In a recent Pediatrics article (February 2, 2007, Vol. 119, No. 2, pp. 247-257), Jamis Wolak and David Finkelhor reported on their survey of 1,500 youth Internet users aged 10-17 years to determine the extent of these boys’ and girls’ exposure to online pornography. They found that 42 percent of them had been exposed to online pornography over the past year with 66 percent saying the exposure was unwanted. Alarmingly, they found that youths with certain vulnerabilities (depression, delinquency tendencies, and interpersonal victimization) were more likely to be exposed to pornography.

Such exposure by young people is troubling because William Struthers, a neuroscientist, psychology professor at Wheaton College, and author of Wired for Intimacy: How Pornography Hijacks the Male Brain, shows that pornography alters the anatomy and physiology of the brain. He says that pornography results in an “anatomical rewiring of the brain,” suggesting that “Internet porn is the crack cocaine of sexual addiction.” A simple explanation is that the brain becomes neurochemically dependent or addicted – that is, it will crave activities (such as looking at pornography) that elevate those neurochemicals to produce the feelings and sensations that result.

Our colleagues at Focus on the Family have a website to help those who are addicted to pornography (www.pureintimacy.org). The 12-step ministry, Faithful and True, has a website to help sex addicts and their families (www.helpandhope.org).

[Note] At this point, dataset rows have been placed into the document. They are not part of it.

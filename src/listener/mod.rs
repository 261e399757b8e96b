//! Client for the call monitor on TCP port 1012.
//!
//! The device reports calls as `;`-separated lines. The monitor has to be
//! enabled once by dialing `#96*5*`.

mod event;


pub use event::{CallInfo, EventHandler, MonitorEvent, parse_line};

use crate::backoff::Backoff;
use crate::call_list::CallList;
use crate::error::{FritzError, Result};
use crate::fonbook::{FonbookManager, ResolveResult};
use crate::session::Session;
use crate::tools::{matches_msn_filter, sip_medium_name};
use futures::StreamExt;
use std::io::ErrorKind;
use std::sync::Arc;
use std::time::Duration;
use tokio::net::TcpStream;
use tokio::task::JoinHandle;
use tokio::time::{sleep, timeout};
use tokio_util::codec::{FramedRead, LinesCodec, LinesCodecError};
use tracing::{debug, error, info, warn};

/// Longest line accepted from the call monitor.
const MAX_LINE_LENGTH: usize = 1024;

fn line_error(e: LinesCodecError) -> FritzError {
    match e {
        LinesCodecError::Io(e) => FritzError::Io(e),
        LinesCodecError::MaxLineLengthExceeded => {
            FritzError::protocol(format!("call monitor line longer than {MAX_LINE_LENGTH} bytes"))
        }
    }
}

fn is_refused(e: &FritzError) -> bool {
    matches!(e, FritzError::Io(io) if io.kind() == ErrorKind::ConnectionRefused)
}

/// State of one running monitor task.
struct Monitor {
    session: Arc<Session>,
    handler: Arc<dyn EventHandler>,
    fonbooks: Option<Arc<FonbookManager>>,
    call_list: Option<Arc<CallList>>,
    active: Vec<u32>,
}

impl Monitor {
    async fn run(mut self) {
        let mut backoff = Backoff::new(self.session.retry());
        loop {
            if let Err(e) = self.listen(&mut backoff).await {
                error!("Call monitor: {e}");
                if is_refused(&e) {
                    error!("Make sure to enable the Fritz!Box call monitor by dialing #96*5* once");
                }
            }
            let Some(delay) = backoff.next_delay() else {
                error!("Call monitor gave up after {} attempts", backoff.attempts());
                return;
            };
            warn!("Waiting {} seconds before reconnecting to the call monitor", delay.as_secs());
            sleep(delay).await;
        }
    }

    async fn connect(&self) -> Result<TcpStream> {
        let device = self.session.device();
        let address = format!("{}:{}", device.host, device.listener_port);
        let stream = timeout(device.timeout(), TcpStream::connect(&address))
            .await
            .map_err(|_| FritzError::Timeout(format!("connecting to {address}")))??;
        info!("Connected to call monitor at {address}");
        Ok(stream)
    }

    /// Handle lines until the connection fails or delivers garbage.
    async fn listen(&mut self, backoff: &mut Backoff) -> Result<()> {
        let stream = self.connect().await?;
        let mut lines = FramedRead::new(stream, LinesCodec::new_with_max_length(MAX_LINE_LENGTH));

        while let Some(line) = lines.next().await {
            let line = line.map_err(line_error)?;
            let line = line.trim_end_matches('\r');
            if line.is_empty() {
                continue;
            }
            debug!("Got message {}", self.session.hidden(line));
            let event = parse_line(line)?;
            self.dispatch(event).await;
            backoff.reset();
        }
        Err(FritzError::Connection("call monitor closed the connection".to_string()))
    }

    async fn dispatch(&mut self, event: MonitorEvent) {
        match event {
            MonitorEvent::Call { conn_id, port, local, remote, medium } => {
                debug!(
                    "CALL {port}, {}, {}, {medium}",
                    self.session.hidden(&local),
                    self.session.hidden(&remote)
                );
                self.notify_call(true, conn_id, remote, local, medium).await;
            }
            MonitorEvent::Ring { conn_id, remote, local, medium } => {
                debug!(
                    "RING {}, {}, {medium}",
                    self.session.hidden(&remote),
                    self.session.hidden(&local)
                );
                self.notify_call(false, conn_id, remote, local, medium).await;
            }
            MonitorEvent::Connect { conn_id, port, party } => {
                debug!("CONNECT {port}, {}", self.session.hidden(&party));
                if self.active.contains(&conn_id) {
                    self.handler.handle_connect(conn_id).await;
                }
            }
            MonitorEvent::Disconnect { conn_id, duration } => {
                debug!("DISCONNECT {duration}");
                let Some(pos) = self.active.iter().position(|id| *id == conn_id) else {
                    return;
                };
                self.active.remove(pos);
                self.handler.handle_disconnect(conn_id, &duration).await;
                if let Some(call_list) = &self.call_list {
                    call_list.reload_if_idle().await;
                }
            }
        }
    }

    async fn notify_call(
        &mut self,
        outgoing: bool,
        conn_id: u32,
        remote: String,
        local: String,
        medium: String,
    ) {
        let msn_filter = self.session.phone().msn_filter.clone();
        if !matches_msn_filter(&local, &msn_filter) {
            debug!("Call on {} ignored by MSN filter", self.session.hidden(&local));
            return;
        }

        let resolved = match &self.fonbooks {
            Some(fonbooks) => fonbooks.resolve_to_name(&remote).await,
            None => ResolveResult::unresolved(&remote),
        };
        let medium_name = sip_medium_name(&medium, &self.session.phone().sip_names);

        let call = CallInfo {
            outgoing,
            conn_id,
            remote_number: remote,
            remote_name: resolved.name,
            remote_type: resolved.kind,
            local_number: local,
            medium,
            medium_name,
        };
        self.handler.handle_call(call).await;
        self.active.push(conn_id);
    }
}

/// Background connection to the call monitor.
///
/// The task reconnects with a doubling delay until stopped. Dropping the
/// listener stops it.
pub struct Listener {
    session: Arc<Session>,
    handler: Arc<dyn EventHandler>,
    fonbooks: Option<Arc<FonbookManager>>,
    call_list: Option<Arc<CallList>>,
    task: Option<JoinHandle<()>>,
}

impl Listener {
    /// Start listening. Must be called within a tokio runtime.
    ///
    /// Callers are resolved through `fonbooks`; `call_list` is reloaded after
    /// every finished call unless a fetch is still running.
    pub fn start(
        session: Arc<Session>,
        handler: Arc<dyn EventHandler>,
        fonbooks: Option<Arc<FonbookManager>>,
        call_list: Option<Arc<CallList>>,
    ) -> Self {
        let mut listener = Self {
            session,
            handler,
            fonbooks,
            call_list,
            task: None,
        };
        listener.spawn();
        listener
    }

    fn spawn(&mut self) {
        let monitor = Monitor {
            session: Arc::clone(&self.session),
            handler: Arc::clone(&self.handler),
            fonbooks: self.fonbooks.clone(),
            call_list: self.call_list.clone(),
            active: Vec::new(),
        };
        self.task = Some(tokio::spawn(monitor.run()));
    }

    pub fn handler(&self) -> Arc<dyn EventHandler> {
        Arc::clone(&self.handler)
    }

    /// Cancel the task.
    pub fn stop(&mut self) {
        if let Some(task) = self.task.take() {
            debug!("Stopping call monitor");
            task.abort();
        }
    }

    /// Start over, optionally with a new handler.
    pub fn restart_with(&mut self, handler: Option<Arc<dyn EventHandler>>) {
        self.stop();
        if let Some(handler) = handler {
            self.handler = handler;
        }
        self.spawn();
    }

    /// Whether the task is still running. It ends when stopped or when the
    /// reconnect attempts are used up.
    pub fn is_running(&self) -> bool {
        self.task.as_ref().is_some_and(|task| !task.is_finished())
    }

    /// Wait for the task to end by itself.
    pub async fn join(&mut self, limit: Duration) -> bool {
        let Some(task) = self.task.as_mut() else {
            return true;
        };
        if timeout(limit, task).await.is_ok() {
            self.task = None;
            true
        } else {
            false
        }
    }
}

impl Drop for Listener {
    fn drop(&mut self) {
        self.stop();
    }
}
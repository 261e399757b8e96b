//! Configuration management module.

use directories::ProjectDirs;
use serde::{Deserialize, Serialize};
use std::path::{Path, PathBuf};
use std::time::Duration;
use thiserror::Error;

/// Configuration load result.
#[derive(Debug)]
pub enum ConfigLoadResult {
    /// Config loaded successfully.
    Loaded(AppConfig),
    /// Config file missing (first run).
    Missing,
    /// Config file exists but invalid.
    Invalid(ConfigError),
}

/// Configuration errors.
#[derive(Error, Debug)]
pub enum ConfigError {
    #[error("Failed to read config file: {0}")]
    Read(#[from] std::io::Error),

    #[error("Failed to parse config: {0}")]
    Parse(#[from] toml::de::Error),

    #[error("Failed to serialize config: {0}")]
    Serialize(#[from] toml::ser::Error),

    #[error("Validation failed: {0}")]
    Validation(String),
}

/// Main configuration.
#[derive(Debug, Clone, Default, Serialize, Deserialize)]
pub struct AppConfig {
    pub device: DeviceConfig,
    #[serde(default)]
    pub location: LocationConfig,
    #[serde(default)]
    pub monitor: MonitorConfig,
    #[serde(default)]
    pub fonbook: FonbookConfig,
    #[serde(default)]
    pub retry: RetryConfig,
}

/// Fritz!Box connection settings.
#[derive(Debug, Clone, Serialize, Deserialize)]
pub struct DeviceConfig {
    pub host: String,
    #[serde(default)]
    pub username: String,
    #[serde(default)]
    pub password: String,
    /// Web interface port (default: 80).
    #[serde(default = "default_ui_port")]
    pub ui_port: u16,
    /// Call monitor port (default: 1012).
    #[serde(default = "default_listener_port")]
    pub listener_port: u16,
    /// UPnP/SOAP port (default: 49000).
    #[serde(default = "default_upnp_port")]
    pub upnp_port: u16,
    /// HTTP and TCP operation timeout in seconds (default: 30).
    #[serde(default = "default_timeout_secs")]
    pub timeout_secs: u64,
    /// Log phone numbers, names and session ids in clear text.
    #[serde(default)]
    pub log_personal_info: bool,
}

fn default_ui_port() -> u16 {
    80
}

fn default_listener_port() -> u16 {
    1012
}

fn default_upnp_port() -> u16 {
    49000
}

fn default_timeout_secs() -> u64 {
    30
}

/// Country and area code used when the device does not report them.
#[derive(Debug, Clone, Default, Serialize, Deserialize)]
pub struct LocationConfig {
    #[serde(default)]
    pub country_code: String,
    #[serde(default)]
    pub region_code: String,
}

/// Call monitor settings.
#[derive(Debug, Clone, Default, Serialize, Deserialize)]
pub struct MonitorConfig {
    /// Only report calls on these local numbers. Empty means all.
    #[serde(default)]
    pub msn_filter: Vec<String>,
}

/// Phonebook settings.
#[derive(Debug, Clone, Serialize, Deserialize)]
pub struct FonbookConfig {
    /// Tech ids of the enabled phonebooks, in lookup order.
    pub enabled: Vec<String>,
    /// Tech id of the phonebook shown first.
    #[serde(default)]
    pub active: String,
    /// Directory holding the local phonebook.
    #[serde(default = "default_config_dir")]
    pub config_dir: PathBuf,
    #[serde(default = "default_true")]
    pub save_on_shutdown: bool,
}

fn default_config_dir() -> PathBuf {
    ProjectDirs::from("de", "fritzlink", "fritzlink")
        .map(|dirs| dirs.config_dir().to_path_buf())
        .unwrap_or_else(|| PathBuf::from("."))
}

fn default_true() -> bool {
    true
}

/// Backoff for requests that fail with transient errors.
#[derive(Debug, Clone, Serialize, Deserialize)]
pub struct RetryConfig {
    #[serde(default = "default_initial_delay_secs")]
    pub initial_delay_secs: u64,
    #[serde(default = "default_max_delay_secs")]
    pub max_delay_secs: u64,
    /// Give up after this many attempts. `None` retries forever.
    #[serde(default)]
    pub max_attempts: Option<u32>,
}

fn default_initial_delay_secs() -> u64 {
    60
}

fn default_max_delay_secs() -> u64 {
    3600
}

impl AppConfig {
    /// Get config file path (same directory as executable).
    pub fn default_path() -> PathBuf {
        std::env::current_exe()
            .ok()
            .and_then(|p| p.parent().map(|p| p.to_path_buf()))
            .unwrap_or_else(|| PathBuf::from("."))
            .join("fritzlink.toml")
    }

    /// Attempt to load config with detailed result.
    pub fn try_load(path: &Path) -> ConfigLoadResult {
        if !path.exists() {
            return ConfigLoadResult::Missing;
        }

        match std::fs::read_to_string(path) {
            Ok(content) => match toml::from_str::<AppConfig>(&content) {
                Ok(config) => match config.validate() {
                    Ok(()) => ConfigLoadResult::Loaded(config),
                    Err(e) => ConfigLoadResult::Invalid(e),
                },
                Err(e) => ConfigLoadResult::Invalid(ConfigError::Parse(e)),
            },
            Err(e) => ConfigLoadResult::Invalid(ConfigError::Read(e)),
        }
    }

    /// Validate configuration values.
    pub fn validate(&self) -> Result<(), ConfigError> {
        if self.device.host.trim().is_empty() {
            return Err(ConfigError::Validation("Device host cannot be empty".to_string()));
        }
        if self.device.host.contains("://") {
            return Err(ConfigError::Validation(
                "Device host must be a hostname, not a URL".to_string(),
            ));
        }
        if self.device.ui_port == 0 || self.device.listener_port == 0 || self.device.upnp_port == 0 {
            return Err(ConfigError::Validation("Ports must be greater than 0".to_string()));
        }
        if self.device.timeout_secs < 1 {
            return Err(ConfigError::Validation(
                "Timeout must be at least 1 second".to_string(),
            ));
        }
        if self.retry.initial_delay_secs > self.retry.max_delay_secs {
            return Err(ConfigError::Validation(
                "Initial retry delay cannot exceed the maximum delay".to_string(),
            ));
        }
        if self.retry.max_attempts == Some(0) {
            return Err(ConfigError::Validation("Max attempts must be at least 1".to_string()));
        }
        if let Some(msn) = self
            .monitor
            .msn_filter
            .iter()
            .find(|msn| msn.is_empty() || !msn.chars().all(|c| c.is_ascii_digit()))
        {
            return Err(ConfigError::Validation(format!("Invalid MSN in filter: '{msn}'")));
        }
        if !self.fonbook.active.is_empty() && !self.fonbook.enabled.contains(&self.fonbook.active) {
            return Err(ConfigError::Validation(format!(
                "Active phonebook '{}' is not enabled",
                self.fonbook.active
            )));
        }
        Ok(())
    }

    /// Save configuration to file.
    pub fn save(&self, path: &Path) -> Result<(), ConfigError> {
        let content = toml::to_string_pretty(self)?;
        std::fs::write(path, content)?;
        Ok(())
    }
}

impl DeviceConfig {
    /// Request timeout as a `Duration`.
    pub fn timeout(&self) -> Duration {
        Duration::from_secs(self.timeout_secs)
    }
}

impl RetryConfig {
    pub fn initial_delay(&self) -> Duration {
        Duration::from_secs(self.initial_delay_secs)
    }

    pub fn max_delay(&self) -> Duration {
        Duration::from_secs(self.max_delay_secs)
    }
}

impl Default for DeviceConfig {
    fn default() -> Self {
        Self {
            host: "fritz.box".to_string(),
            username: String::new(),
            password: String::new(),
            ui_port: default_ui_port(),
            listener_port: default_listener_port(),
            upnp_port: default_upnp_port(),
            timeout_secs: default_timeout_secs(),
            log_personal_info: false,
        }
    }
}

impl Default for FonbookConfig {
    fn default() -> Self {
        Self {
            enabled: vec!["FRITZ".to_string()],
            active: String::new(),
            config_dir: default_config_dir(),
            save_on_shutdown: true,
        }
    }
}

impl Default for RetryConfig {
    fn default() -> Self {
        Self {
            initial_delay_secs: default_initial_delay_secs(),
            max_delay_secs: default_max_delay_secs(),
            max_attempts: None,
        }
    }
}
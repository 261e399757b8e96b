//! Phonebooks: entries, the shared store and the `Fonbook` trait.

pub mod fritz;
pub mod local;
pub mod lookup;
pub mod manager;
pub mod xml;

pub use fritz::FritzFonbook;
pub use local::LocalFonbook;
pub use lookup::{LookupFonbook, ReverseLookup};
pub use manager::FonbookManager;

use crate::error::Result;
use crate::session::Session;
use crate::tools::compare_normalized;
use async_trait::async_trait;
use serde::Serialize;
use std::cmp::Ordering;
use std::sync::{RwLock, RwLockReadGuard, RwLockWriteGuard};
use tracing::{info, warn};

/// Kind of a phone number.
#[derive(Debug, Clone, Copy, PartialEq, Eq, Default, Serialize)]
#[serde(rename_all = "lowercase")]
pub enum NumberType {
    #[default]
    None,
    Home,
    Mobile,
    Work,
}

impl NumberType {
    /// Parse the `type` attribute of the XML export.
    pub fn from_name(name: &str) -> Self {
        match name {
            "home" => Self::Home,
            "mobile" => Self::Mobile,
            "work" => Self::Work,
            _ => Self::None,
        }
    }

    /// Numeric code used in CSV phonebooks.
    pub fn from_code(code: u32) -> Self {
        match code {
            1 => Self::Home,
            2 => Self::Mobile,
            3 => Self::Work,
            _ => Self::None,
        }
    }

    /// Name written to XML. Untyped numbers are stored as `home`.
    pub fn xml_name(self) -> &'static str {
        match self {
            Self::None | Self::Home => "home",
            Self::Mobile => "mobile",
            Self::Work => "work",
        }
    }
}

/// One number of a contact.
#[derive(Debug, Clone, PartialEq, Eq, Default, Serialize)]
pub struct PhoneNumber {
    pub number: String,
    pub kind: NumberType,
    pub quickdial: String,
    pub vanity: String,
    /// `1` marks the default number of the contact.
    pub priority: u32,
}

/// A contact.
#[derive(Debug, Clone, PartialEq, Eq, Default, Serialize)]
pub struct FonbookEntry {
    pub name: String,
    pub important: bool,
    pub numbers: Vec<PhoneNumber>,
}

impl FonbookEntry {
    /// Numbers a CSV line may add to one contact.
    pub const MAX_NUMBERS: usize = 3;

    pub fn new(name: impl Into<String>, important: bool) -> Self {
        Self {
            name: name.into(),
            important,
            numbers: Vec::new(),
        }
    }

    /// Set the number at `pos`, padding with empty numbers if needed.
    pub fn add_number(
        &mut self,
        pos: usize,
        number: impl Into<String>,
        kind: NumberType,
        quickdial: impl Into<String>,
        vanity: impl Into<String>,
        priority: u32,
    ) {
        if self.numbers.len() <= pos {
            self.numbers.resize_with(pos + 1, PhoneNumber::default);
        }
        self.numbers[pos] = PhoneNumber {
            number: number.into(),
            kind,
            quickdial: quickdial.into(),
            vanity: vanity.into(),
            priority,
        };
    }

    /// Append a plain number. Returns `false` if the contact is full.
    pub fn push_number(&mut self, number: impl Into<String>, kind: NumberType) -> bool {
        let pos = self.numbers.len();
        if pos >= Self::MAX_NUMBERS {
            return false;
        }
        self.add_number(pos, number, kind, "", "", 0);
        true
    }

    pub fn number(&self, pos: usize) -> Option<&PhoneNumber> {
        self.numbers.get(pos)
    }

    /// Position of the default number: the first with priority 1, else 0.
    pub fn default_pos(&self) -> usize {
        self.numbers
            .iter()
            .position(|n| n.priority == 1)
            .unwrap_or(0)
    }

    /// Make `pos` the default number. Quickdial and vanity codes move along.
    ///
    /// Returns `false` if the entry has no number at `pos`.
    pub fn set_default(&mut self, pos: usize) -> bool {
        if pos >= self.numbers.len() {
            warn!("{} has no number at position {pos}", self.name);
            return false;
        }
        let old = self.default_pos();
        if pos == old {
            return true;
        }
        let (quickdial, vanity) = match self.numbers.get_mut(old) {
            Some(previous) => {
                previous.priority = 0;
                (
                    std::mem::take(&mut previous.quickdial),
                    std::mem::take(&mut previous.vanity),
                )
            }
            None => Default::default(),
        };
        let new = &mut self.numbers[pos];
        new.priority = 1;
        new.quickdial = quickdial;
        new.vanity = vanity;
        true
    }

    pub fn quickdial(&self, pos: usize) -> &str {
        self.number(pos).map_or("", |n| n.quickdial.as_str())
    }

    pub fn vanity(&self, pos: usize) -> &str {
        self.number(pos).map_or("", |n| n.vanity.as_str())
    }

    /// Dial string for the quickdial code, e.g. `**701` or `**712`.
    pub fn quickdial_formatted(&self, pos: usize) -> String {
        let quickdial = self.quickdial(pos);
        match quickdial.len() {
            1 => format!("**70{quickdial}"),
            2 => format!("**7{quickdial}"),
            _ => String::new(),
        }
    }

    /// Dial string for the vanity code, e.g. `**8123`.
    pub fn vanity_formatted(&self, pos: usize) -> String {
        let vanity = self.vanity(pos);
        if vanity.is_empty() {
            String::new()
        } else {
            format!("**8{vanity}")
        }
    }

    /// Number of non-empty numbers.
    pub fn size(&self) -> usize {
        self.numbers.iter().filter(|n| !n.number.is_empty()).count()
    }
}

/// Outcome of a reverse lookup.
#[derive(Debug, Clone, PartialEq, Eq, Serialize)]
pub struct ResolveResult {
    /// Contact name, or the queried number if unresolved.
    pub name: String,
    pub kind: NumberType,
    pub successful: bool,
}

impl ResolveResult {
    pub fn unresolved(number: &str) -> Self {
        Self {
            name: number.to_string(),
            kind: NumberType::None,
            successful: false,
        }
    }

    pub fn resolved(name: impl Into<String>, kind: NumberType) -> Self {
        Self {
            name: name.into(),
            kind,
            successful: true,
        }
    }
}

/// Field to sort phonebook entries by.
#[derive(Debug, Clone, Copy, PartialEq, Eq)]
pub enum FonbookElement {
    Name,
    Important,
    Quickdial,
    Vanity,
}

/// Leading integer of a code, `0` if there is none.
fn numeric(code: &str) -> i64 {
    let digits: String = code.chars().take_while(char::is_ascii_digit).collect();
    digits.parse().unwrap_or(0)
}

fn compare_entries(a: &FonbookEntry, b: &FonbookEntry, element: FonbookElement) -> Ordering {
    match element {
        FonbookElement::Name => a.name.cmp(&b.name),
        FonbookElement::Important => a.important.cmp(&b.important),
        FonbookElement::Quickdial => {
            numeric(a.quickdial(a.default_pos())).cmp(&numeric(b.quickdial(b.default_pos())))
        }
        FonbookElement::Vanity => {
            numeric(a.vanity(a.default_pos())).cmp(&numeric(b.vanity(b.default_pos())))
        }
    }
}

/// Entries and flags of one phonebook.
#[derive(Debug, Clone)]
pub struct FonbookStore {
    entries: Vec<FonbookEntry>,
    pub title: String,
    pub tech_id: String,
    pub displayable: bool,
    pub writeable: bool,
    initialized: bool,
    dirty: bool,
}

impl FonbookStore {
    pub fn new(title: impl Into<String>, tech_id: impl Into<String>) -> Self {
        Self {
            entries: Vec::new(),
            title: title.into(),
            tech_id: tech_id.into(),
            displayable: false,
            writeable: false,
            initialized: false,
            dirty: false,
        }
    }

    pub fn displayable(mut self, displayable: bool) -> Self {
        self.displayable = displayable;
        self
    }

    pub fn writeable(mut self, writeable: bool) -> Self {
        self.writeable = writeable;
        self
    }

    /// Changes only count once the initial load is done.
    fn set_dirty(&mut self) {
        if self.initialized {
            self.dirty = true;
        }
    }

    pub fn is_initialized(&self) -> bool {
        self.initialized
    }

    pub fn is_modified(&self) -> bool {
        self.dirty
    }

    pub fn set_initialized(&mut self, initialized: bool) {
        self.initialized = initialized;
        if self.displayable && initialized {
            info!("{} initialized ({} entries)", self.title, self.size());
        }
    }

    pub fn mark_saved(&mut self) {
        self.dirty = false;
    }

    /// Replace all entries without marking the store modified.
    pub fn load(&mut self, entries: Vec<FonbookEntry>) {
        self.entries = entries;
    }

    /// Number of entries, `0` until initialized.
    pub fn size(&self) -> usize {
        if self.initialized { self.entries.len() } else { 0 }
    }

    pub fn entries(&self) -> &[FonbookEntry] {
        &self.entries
    }

    pub fn entry(&self, id: usize) -> Option<&FonbookEntry> {
        if id >= self.size() {
            return None;
        }
        self.entries.get(id)
    }

    pub fn change_entry(&mut self, id: usize, entry: FonbookEntry) -> bool {
        if id >= self.size() {
            return false;
        }
        self.entries[id] = entry;
        self.set_dirty();
        true
    }

    pub fn set_default(&mut self, id: usize, pos: usize) -> bool {
        if id >= self.size() {
            return false;
        }
        if !self.entries[id].set_default(pos) {
            return false;
        }
        self.set_dirty();
        true
    }

    /// Insert at `pos`, or append if `pos` is `None` or past the end.
    pub fn add_entry(&mut self, entry: FonbookEntry, pos: Option<usize>) {
        match pos {
            Some(pos) if pos <= self.entries.len() => self.entries.insert(pos, entry),
            _ => self.entries.push(entry),
        }
        self.set_dirty();
    }

    pub fn delete_entry(&mut self, id: usize) -> bool {
        if id >= self.size() {
            return false;
        }
        self.entries.remove(id);
        self.set_dirty();
        true
    }

    pub fn clear(&mut self) {
        self.set_dirty();
        self.entries.clear();
    }

    pub fn sort(&mut self, element: FonbookElement, ascending: bool) {
        self.entries.sort_by(|a, b| {
            let order = compare_entries(a, b, element);
            if ascending { order } else { order.reverse() }
        });
    }

    /// Find the contact owning `number`.
    pub fn resolve(&self, number: &str, country_code: &str, region_code: &str) -> ResolveResult {
        if number.is_empty() {
            return ResolveResult::unresolved(number);
        }
        self.entries
            .iter()
            .find_map(|entry| {
                entry
                    .numbers
                    .iter()
                    .find(|n| {
                        !n.number.is_empty()
                            && compare_normalized(number, &n.number, country_code, region_code)
                                == Ordering::Equal
                    })
                    .map(|n| ResolveResult::resolved(entry.name.clone(), n.kind))
            })
            .unwrap_or_else(|| ResolveResult::unresolved(number))
    }
}

pub(crate) fn read_store(store: &RwLock<FonbookStore>) -> RwLockReadGuard<'_, FonbookStore> {
    store.read().unwrap_or_else(|poisoned| poisoned.into_inner())
}

pub(crate) fn write_store(store: &RwLock<FonbookStore>) -> RwLockWriteGuard<'_, FonbookStore> {
    store.write().unwrap_or_else(|poisoned| poisoned.into_inner())
}

/// A source of contacts.
///
/// Implementors provide the store and their loading and persisting logic;
/// everything else has default bodies working on the store.
#[async_trait]
pub trait Fonbook: Send + Sync {
    fn store(&self) -> &RwLock<FonbookStore>;

    fn session(&self) -> &Session;

    /// Fill the phonebook. May be called more than once.
    async fn initialize(&self) -> Result<()> {
        Ok(())
    }

    async fn reload(&self) -> Result<()> {
        Ok(())
    }

    /// Wait until a background load has finished.
    async fn wait_ready(&self) {}

    /// Write the entries to the backing storage.
    async fn persist(&self, _entries: Vec<FonbookEntry>) -> Result<()> {
        Ok(())
    }

    async fn resolve_to_name(&self, number: &str) -> ResolveResult {
        let (country, region) = self.session().location();
        read_store(self.store()).resolve(number, &country, &region)
    }

    /// Persist pending changes if the phonebook is writeable.
    async fn save(&self) -> Result<()> {
        let pending = {
            let store = read_store(self.store());
            (store.is_modified() && store.writeable).then(|| store.entries().to_vec())
        };
        if let Some(entries) = pending {
            self.persist(entries).await?;
            write_store(self.store()).mark_saved();
        }
        Ok(())
    }

    fn entry(&self, id: usize) -> Option<FonbookEntry> {
        read_store(self.store()).entry(id).cloned()
    }

    fn entries(&self) -> Vec<FonbookEntry> {
        let store = read_store(self.store());
        store.entries()[..store.size()].to_vec()
    }

    fn change_entry(&self, id: usize, entry: FonbookEntry) -> bool {
        write_store(self.store()).change_entry(id, entry)
    }

    fn set_default(&self, id: usize, pos: usize) -> bool {
        write_store(self.store()).set_default(id, pos)
    }

    fn add_entry(&self, entry: FonbookEntry, pos: Option<usize>) {
        write_store(self.store()).add_entry(entry, pos);
    }

    fn delete_entry(&self, id: usize) -> bool {
        write_store(self.store()).delete_entry(id)
    }

    fn clear(&self) {
        write_store(self.store()).clear();
    }

    fn sort(&self, element: FonbookElement, ascending: bool) {
        write_store(self.store()).sort(element, ascending);
    }

    fn size(&self) -> usize {
        read_store(self.store()).size()
    }

    fn title(&self) -> String {
        read_store(self.store()).title.clone()
    }

    fn tech_id(&self) -> String {
        read_store(self.store()).tech_id.clone()
    }

    fn is_displayable(&self) -> bool {
        read_store(self.store()).displayable
    }

    fn is_writeable(&self) -> bool {
        read_store(self.store()).writeable
    }

    fn is_initialized(&self) -> bool {
        read_store(self.store()).is_initialized()
    }

    fn is_modified(&self) -> bool {
        read_store(self.store()).is_modified()
    }
}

While these programs are helpful for those already in the grip of pornography, it is up to all of us to help parents and others who interact with the nation’s young people to recognize and warn about the potential consequences of pornography before more of our young people become exposed and risk a porn addiction. There is a wealth of important scholarly and research articles on pornography available at a website provided by the Washington, D.C.-based coalition with which I work (www.PornHarms.com).